Common sense is something that's commonly known and is true, it's not an ad populum fallacy.


----------



## jetser (Jan 6, 2016)

Aluminum Frost said:


> Common sense is something that's commonly known and is true, it's not an ad populum fallacy.


I referred common sense in this case something that is _shared_ by most everyone.
It is a shared value, a belief system if you like. Rebelling against that is typically an inferior Fe move.

And munching on words like that is a typically Ti.


----------



## Valtire (Jan 1, 2014)

Aluminum Frost said:


> My emotions (Fi) I have trouble understanding.


Why are you linking Fi to emotions? Fe and Fi both process values. Someone with inferior Fi is oblivious to their personal values - their opinions, their likes/dislikes, who they personally respect and all their favourite everythings. You don't come across oblivious to those things.

That'd probably be why you see yourself having a bizarre stack.


----------



## TornadicX (Jan 7, 2015)

Well, by recognizing the dominant, you have an inferior by default..


----------



## Birbsofafeather (May 18, 2017)

Totally disagree. Seeing how Ni relies on Se to function and Ne-Si, that's very important. My method of typing involves figuring out both the judging and perceiving axes and _then_ the order. I find it easier to detect the presence of the functions and then figure out their strength. 

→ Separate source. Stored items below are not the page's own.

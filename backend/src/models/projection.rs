//! Stored rows → wire shapes.
//!
//! The storage-assigned UUID never reaches clients under its native column;
//! it is always re-emitted as the string field `id`. Everything else passes
//! through untouched.

use super::product::{Product, ProductRecord, ProductSummary, ProductSummaryRecord};

pub trait IntoWire {
    type Wire;

    fn into_wire(self) -> Self::Wire;
}

impl IntoWire for ProductRecord {
    type Wire = Product;

    fn into_wire(self) -> Product {
        Product {
            id: self.id.to_string(),
            slug: self.slug,
            title: self.title,
            subtitle: self.subtitle,
            description: self.description,
            price: self.price,
            category: self.category,
            in_stock: self.in_stock,
            hero_image: self.hero_image,
            images: self.images,
            features: self.features,
            tags: self.tags,
            specs: self.specs.0,
        }
    }
}

impl IntoWire for ProductSummaryRecord {
    type Wire = ProductSummary;

    fn into_wire(self) -> ProductSummary {
        ProductSummary {
            id: self.id.to_string(),
            slug: self.slug,
            title: self.title,
            subtitle: self.subtitle,
            price: self.price,
            category: self.category,
            hero_image: self.hero_image,
            tags: self.tags,
        }
    }
}

// Already projected: nothing left to rename.
impl IntoWire for Product {
    type Wire = Product;

    fn into_wire(self) -> Product {
        self
    }
}

impl IntoWire for ProductSummary {
    type Wire = ProductSummary;

    fn into_wire(self) -> ProductSummary {
        self
    }
}

impl<T: IntoWire> IntoWire for Option<T> {
    type Wire = Option<T::Wire>;

    fn into_wire(self) -> Self::Wire {
        self.map(IntoWire::into_wire)
    }
}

Not to mention that for some people, it is difficult to distinguish Ne from Se based on their writing, so Si vs Ni might be easier. ALSO, many INFPs with high social instincts are prone to mistaking it for Fe, so the Ti/Te argument is often more clear. It is easy to mistake one function for another based on bias, but mistaking two functions on an axis for an entirely other axis is much more difficult. 

Besides, if I was trying to say, figure out if someone is an INFJ or INTJ, wouldn't I have to consider that for INFJ's, Ti>Te?


----------



## grumpytiger (Feb 23, 2016)

Birbsofafeather said:


> Totally disagree. Seeing how Ni relies on Se to function and Ne-Si, that's very important. My method of typing involves figuring out both the judging and perceiving axes and _then_ the order. I find it easier to detect the presence of the functions and then figure out their strength.
> 
> Not to mention that for some people, it is difficult to distinguish Ne from Se based on their writing, so Si vs Ni might be easier. ALSO, many INFPs with high social instincts are prone to mistaking it for Fe, so the Ti/Te argument is often more clear. It is easy to mistake one function for another based on bias, but mistaking two functions on an axis for an entirely other axis is much more difficult.
> 
> Besides, if I was trying to say, figure out if someone is an INFJ or INTJ, wouldn't I have to consider that for INFJ's, Ti>Te?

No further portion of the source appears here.